━━━ Given records ━━━

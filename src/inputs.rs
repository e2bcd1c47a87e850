//! Interrupt-driven operator inputs.
//!
//! ## Hardware
//!
//! Four active-low momentary switches with pull-ups, each on its own
//! falling-edge interrupt.  The ISR calls [`InputEventSource::on_edge`]
//! with the pin's [`InputId`] and the current time; the matching
//! [`DebounceGate`] decides whether the edge counts.
//!
//! | Input          | Accepted edge does                          |
//! |----------------|---------------------------------------------|
//! | `Reset`        | latches a reset request for the main loop   |
//! | `Hazard`       | toggles the hazard-override flag            |
//! | `LedToggle`    | toggles the RGB output enable flag          |
//! | `Mode`         | toggles the display border style            |
//!
//! Handlers only flip flags in [`SharedStatus`].  Anything slow (buzzer,
//! display, the reset itself) happens in the main loop.

use crate::debounce::DebounceGate;
use crate::status::{BorderStyle, SharedStatus};

/// Identity of a monitored digital input.
#[derive(Debug, Clone, Copy, PartialEq, Eq)]
pub enum InputId {
    Reset,
    Hazard,
    LedToggle,
    Mode,
}

impl InputId {
    pub const ALL: [InputId; 4] = [Self::Reset, Self::Hazard, Self::LedToggle, Self::Mode];

    /// Map a GPIO number to its input, if it is one of ours.
    pub fn from_gpio(gpio: i32) -> Option<Self> {
        match gpio {
            crate::pins::RESET_BUTTON_GPIO => Some(Self::Reset),
            crate::pins::HAZARD_BUTTON_GPIO => Some(Self::Hazard),
            crate::pins::LED_TOGGLE_GPIO => Some(Self::LedToggle),
            crate::pins::MODE_BUTTON_GPIO => Some(Self::Mode),
            _ => None,
        }
    }
}

/// What an accepted edge did.
#[derive(Debug, Clone, Copy, PartialEq, Eq)]
pub enum InputAction {
    ResetRequested,
    HazardChanged(bool),
    LedsChanged(bool),
    BorderChanged(BorderStyle),
}

/// Debounce gates for every input plus a handle to the status record.
pub struct InputEventSource<'a> {
    status: &'a SharedStatus,
    reset: DebounceGate,
    hazard: DebounceGate,
    led_toggle: DebounceGate,
    mode: DebounceGate,
}

impl<'a> InputEventSource<'a> {
    pub const fn new(status: &'a SharedStatus, debounce_ms: u32) -> Self {
        Self {
            status,
            reset: DebounceGate::new(debounce_ms),
            hazard: DebounceGate::new(debounce_ms),
            led_toggle: DebounceGate::new(debounce_ms),
            mode: DebounceGate::new(debounce_ms),
        }
    }

    /// ISR entry point.  Returns `None` when the edge was bounce.
    pub fn on_edge(&self, input: InputId, now_ms: u32) -> Option<InputAction> {
        if !self.gate(input).should_fire(now_ms) {
            return None;
        }
        let action = match input {
            InputId::Reset => {
                self.status.request_reset();
                InputAction::ResetRequested
            }
            InputId::Hazard => InputAction::HazardChanged(self.status.toggle_hazard()),
            InputId::LedToggle => InputAction::LedsChanged(self.status.toggle_leds()),
            InputId::Mode => InputAction::BorderChanged(self.status.toggle_border()),
        };
        Some(action)
    }

    pub fn gate(&self, input: InputId) -> &DebounceGate {
        match input {
            InputId::Reset => &self.reset,
            InputId::Hazard => &self.hazard,
            InputId::LedToggle => &self.led_toggle,
            InputId::Mode => &self.mode,
        }
    }
}
//! RGB status LED driver.
//!
//! Three LEDC PWM channels (CH0-2) drive discrete R/G/B LEDs (or a
//! common-cathode RGB LED). Green while the string box may stay energised,
//! red once the alert path has escalated, dark while the operator has the
//! LED output switched off.
//!
//! ## Dual-target design
//!
//! On ESP-IDF: drives three LEDC PWM channels via hw_init.
//! On host/test: tracks state in-memory only.

use crate::alert::{Rgb, COLOUR_OFF};
use crate::drivers::hw_init;
use crate::error::PeripheralError;

pub struct StatusLed {
    current: Rgb,
}

impl Default for StatusLed {
    fn default() -> Self {
        Self::new()
    }
}

impl StatusLed {
    pub fn new() -> Self {
        Self { current: COLOUR_OFF }
    }

    /// Write all three duties. The cached colour is updated only when
    /// every channel accepted its duty.
    pub fn set_colour(&mut self, (r, g, b): Rgb) -> Result<(), PeripheralError> {
        let ok = hw_init::ledc_set(hw_init::LEDC_CH_LED_R, r)
            & hw_init::ledc_set(hw_init::LEDC_CH_LED_G, g)
            & hw_init::ledc_set(hw_init::LEDC_CH_LED_B, b);
        if !ok {
            return Err(PeripheralError::PwmWriteFailed);
        }
        self.current = (r, g, b);
        Ok(())
    }

    pub fn off(&mut self) -> Result<(), PeripheralError> {
        self.set_colour(COLOUR_OFF)
    }

    pub fn current_colour(&self) -> Rgb {
        self.current
    }
}
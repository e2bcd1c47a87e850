//! Integration test driver for `tests/integration/` submodule.
//!
//! Each `mod` below maps to a file that exercises a specific subsystem
//! against mock adapters.  All tests run on the host (x86_64) with no
//! real hardware required.

mod mock_hw;
mod monitor_service_tests;
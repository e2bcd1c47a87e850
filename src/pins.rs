//! GPIO / peripheral pin assignments for the Firewatch board.
//!
//! Single source of truth — every driver references this module rather than
//! hard-coding pin numbers.

// ---------------------------------------------------------------------------
// Bitmap display (SSD1306, I2C)
// ---------------------------------------------------------------------------

pub const DISPLAY_SDA_GPIO: i32 = 14;
pub const DISPLAY_SCL_GPIO: i32 = 15;
/// 7-bit I2C address of the display controller.
pub const DISPLAY_I2C_ADDR: u8 = 0x3C;
pub const DISPLAY_I2C_FREQ_HZ: u32 = 400_000;

// ---------------------------------------------------------------------------
// Analog inputs (ADC1)
// ---------------------------------------------------------------------------

/// Temperature sensor / joystick X axis (ADC1 channel 0).
pub const SENSOR_X_ADC_GPIO: i32 = 1;
/// Joystick Y axis (ADC1 channel 1).
pub const SENSOR_Y_ADC_GPIO: i32 = 2;

// ---------------------------------------------------------------------------
// Digital inputs (active-low, internal pull-up, falling-edge IRQ)
// ---------------------------------------------------------------------------

/// Button A: device reset request.
pub const RESET_BUTTON_GPIO: i32 = 5;
/// Button B: hazard override (simulated fire detector).
pub const HAZARD_BUTTON_GPIO: i32 = 6;
/// Joystick push: LED output enable toggle.
pub const LED_TOGGLE_GPIO: i32 = 16;
/// Mode button: display border style.
pub const MODE_BUTTON_GPIO: i32 = 10;

// ---------------------------------------------------------------------------
// Outputs
// ---------------------------------------------------------------------------

pub const LED_R_GPIO: i32 = 13;
pub const LED_G_GPIO: i32 = 11;
pub const LED_B_GPIO: i32 = 12;
/// LED PWM frequency.
pub const LED_PWM_FREQ_HZ: u32 = 1_000;

/// 5x5 addressable LED matrix data line.
pub const LED_MATRIX_GPIO: i32 = 7;

/// Passive buzzer, driven as a plain on/off line.
pub const BUZZER_GPIO: i32 = 21;
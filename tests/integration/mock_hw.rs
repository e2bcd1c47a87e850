//! Mock hardware adapter for integration tests.
//!
//! Records every output call so tests can assert on the full command
//! history without touching real GPIO/PWM registers.  The sensor side
//! replays whatever raw axis values the test sets.

use firewatch::alert::{MatrixCommand, Rgb};
use firewatch::app::events::AppEvent;
use firewatch::app::ports::{AlertPort, DisplayPort, EventSink, SensorPort};
use firewatch::display::Frame;
use firewatch::sensors::temperature::raw_to_celsius;
use firewatch::sensors::SensorSample;

// ── Output call record ────────────────────────────────────────

#[derive(Debug, Clone, PartialEq)]
pub enum OutputCall {
    Matrix(MatrixCommand),
    Rgb(Rgb),
    Burst,
    Reset,
}

// ── MockHardware ──────────────────────────────────────────────

pub struct MockHardware {
    pub raw_x: u16,
    pub raw_y: u16,
    pub joystick_pressed: bool,
    pub calls: Vec<OutputCall>,
    pub frames: Vec<Frame>,
}

#[allow(dead_code)]
impl MockHardware {
    pub fn new() -> Self {
        Self {
            raw_x: 0,
            raw_y: 2048,
            joystick_pressed: false,
            calls: Vec::new(),
            frames: Vec::new(),
        }
    }

    /// Set the temperature channel so it converts to roughly `celsius`.
    pub fn set_temperature(&mut self, celsius: f32) {
        self.raw_x = ((celsius + 20.0) * 4095.0 / 100.0).round().clamp(0.0, 4095.0) as u16;
    }

    pub fn clear(&mut self) {
        self.calls.clear();
        self.frames.clear();
    }

    pub fn last_matrix(&self) -> Option<MatrixCommand> {
        self.calls.iter().rev().find_map(|c| match c {
            OutputCall::Matrix(m) => Some(*m),
            _ => None,
        })
    }

    pub fn last_rgb(&self) -> Option<Rgb> {
        self.calls.iter().rev().find_map(|c| match c {
            OutputCall::Rgb(rgb) => Some(*rgb),
            _ => None,
        })
    }

    pub fn bursts(&self) -> usize {
        self.calls.iter().filter(|c| **c == OutputCall::Burst).count()
    }

    pub fn resets(&self) -> usize {
        self.calls.iter().filter(|c| **c == OutputCall::Reset).count()
    }
}

impl Default for MockHardware {
    fn default() -> Self {
        Self::new()
    }
}

impl SensorPort for MockHardware {
    fn read_sample(&mut self) -> SensorSample {
        SensorSample {
            raw_x: self.raw_x,
            raw_y: self.raw_y,
            temperature_c: raw_to_celsius(self.raw_x, 4095, 100.0, -20.0),
            joystick_pressed: self.joystick_pressed,
        }
    }
}

impl AlertPort for MockHardware {
    fn show_matrix(&mut self, cmd: MatrixCommand) {
        self.calls.push(OutputCall::Matrix(cmd));
    }

    fn set_rgb(&mut self, rgb: Rgb) {
        self.calls.push(OutputCall::Rgb(rgb));
    }

    fn sound_burst(&mut self) {
        self.calls.push(OutputCall::Burst);
    }

    fn request_reset(&mut self) {
        self.calls.push(OutputCall::Reset);
    }
}

impl DisplayPort for MockHardware {
    fn draw(&mut self, frame: &Frame) {
        self.frames.push(*frame);
    }
}

// ── Recording event sink ─────────────────────────────────────

pub struct RecordingSink {
    pub events: Vec<AppEvent>,
}

#[allow(dead_code)]
impl RecordingSink {
    pub fn new() -> Self {
        Self { events: Vec::new() }
    }

    pub fn alarms(&self) -> usize {
        self.events
            .iter()
            .filter(|e| matches!(e, AppEvent::Alarm(_)))
            .count()
    }

    pub fn statuses(&self) -> usize {
        self.events
            .iter()
            .filter(|e| matches!(e, AppEvent::Status(_)))
            .count()
    }

    pub fn count(&self, pred: impl Fn(&AppEvent) -> bool) -> usize {
        self.events.iter().filter(|e| pred(e)).count()
    }
}

impl Default for RecordingSink {
    fn default() -> Self {
        Self::new()
    }
}

impl EventSink for RecordingSink {
    fn emit(&mut self, event: &AppEvent) {
        self.events.push(event.clone());
    }
}
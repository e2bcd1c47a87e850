//! Audible alert driver.
//!
//! A passive buzzer on a plain output line, toggled in software. One burst
//! is a short train of on/off pulses; the whole burst blocks the caller for
//! `pulses * (on_us + off_us)` (75 ms with the defaults), which is why it
//! only ever runs from the main loop.
//!
//! Generic over `embedded_hal` pin and delay traits so the same driver runs
//! on `PinDriver` + `Ets` on the device and on mocks in tests.

use embedded_hal::delay::DelayNs;
use embedded_hal::digital::OutputPin;
use heapless::Vec;
use log::warn;

use crate::config::{MonitorConfig, MAX_BUZZER_PULSES};
use crate::error::PeripheralError;

/// One on/off step of a burst.
#[derive(Debug, Clone, Copy, PartialEq, Eq)]
pub struct Pulse {
    pub on_us: u32,
    pub off_us: u32,
}

/// Bounded pulse train.
#[derive(Debug, Clone, PartialEq, Eq)]
pub struct BuzzerPattern {
    pulses: Vec<Pulse, { MAX_BUZZER_PULSES as usize }>,
}

impl BuzzerPattern {
    /// `count` identical pulses, truncated to the pattern capacity.
    pub fn uniform(count: u8, on_us: u32, off_us: u32) -> Self {
        let mut pulses = Vec::new();
        for _ in 0..count.min(MAX_BUZZER_PULSES) {
            // Cannot overflow: count is capped to the capacity above.
            let _ = pulses.push(Pulse { on_us, off_us });
        }
        Self { pulses }
    }

    pub fn from_config(config: &MonitorConfig) -> Self {
        Self::uniform(config.buzzer_pulses, config.buzzer_on_us, config.buzzer_off_us)
    }

    pub fn pulses(&self) -> &[Pulse] {
        &self.pulses
    }

    /// Total time the burst blocks, in microseconds.
    pub fn duration_us(&self) -> u64 {
        self.pulses
            .iter()
            .map(|p| u64::from(p.on_us) + u64::from(p.off_us))
            .sum()
    }
}

pub struct Buzzer<P, D> {
    pin: P,
    delay: D,
    pattern: BuzzerPattern,
    bursts: u32,
}

impl<P: OutputPin, D: DelayNs> Buzzer<P, D> {
    pub fn new(pin: P, delay: D, pattern: BuzzerPattern) -> Self {
        Self {
            pin,
            delay,
            pattern,
            bursts: 0,
        }
    }

    /// Play the configured burst. The line is left low even on error.
    pub fn burst(&mut self) -> Result<(), PeripheralError> {
        self.bursts = self.bursts.wrapping_add(1);
        let Self {
            pin,
            delay,
            pattern,
            ..
        } = self;
        for &Pulse { on_us, off_us } in pattern.pulses() {
            if pin.set_high().is_err() {
                let _ = pin.set_low();
                warn!("buzzer: pin write failed");
                return Err(PeripheralError::GpioWriteFailed);
            }
            delay.delay_us(on_us);
            if pin.set_low().is_err() {
                warn!("buzzer: pin write failed");
                return Err(PeripheralError::GpioWriteFailed);
            }
            delay.delay_us(off_us);
        }
        Ok(())
    }

    /// Silence the line.
    pub fn off(&mut self) -> Result<(), PeripheralError> {
        self.pin.set_low().map_err(|_| PeripheralError::GpioWriteFailed)
    }

    pub fn pattern(&self) -> &BuzzerPattern {
        &self.pattern
    }

    /// Bursts requested since boot.
    pub fn burst_count(&self) -> u32 {
        self.bursts
    }
}
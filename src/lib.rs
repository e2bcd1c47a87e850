//! Firewatch firmware library.
//!
//! Temperature and fire-hazard monitor: debounced operator inputs, a
//! three-tier status classifier, an escalating alert sequencer and a
//! one-shot alarm report latch.
//!
//! Exposes the pure-logic modules for integration testing. All
//! ESP-IDF-specific code is guarded by `#[cfg(target_os = "espidf")]`
//! within each module.

#![deny(unused_must_use)]

pub mod alert;
pub mod app;
pub mod classifier;
pub mod config;
pub mod debounce;
pub mod display;
pub mod error;
pub mod inputs;
pub mod pins;
pub mod report;
pub mod status;

pub mod adapters;
pub mod drivers;
pub mod sensors;
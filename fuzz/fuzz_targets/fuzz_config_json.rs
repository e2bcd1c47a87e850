//! Fuzz target: `MonitorConfig` JSON decoding + validation
//!
//! Feeds arbitrary bytes to the serde_json decoder and checks that:
//! - Decoding and `validate()` never panic
//! - Every config that validates builds a `MonitorService`
//! - `report_every_ticks()` is never zero for a valid config
//!
//! cargo fuzz run fuzz_config_json

#![no_main]

use firewatch::app::service::MonitorService;
use firewatch::config::MonitorConfig;
use firewatch::status::SharedStatus;
use libfuzzer_sys::fuzz_target;

fuzz_target!(|data: &[u8]| {
    let Ok(config) = serde_json::from_slice::<MonitorConfig>(data) else {
        return;
    };
    if config.validate().is_err() {
        return;
    }

    assert!(config.report_every_ticks() >= 1);

    let status = SharedStatus::new();
    assert!(MonitorService::new(config, &status).is_ok());
});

━━━

Task goal:
Using the entries above, copy out all lines that contain the string "data".

Result of the exercise:
/// 5x5 addressable LED matrix data line.
fuzz_target!(|data: &[u8]| {
    let Ok(config) = serde_json::from_slice::<MonitorConfig>(data) else {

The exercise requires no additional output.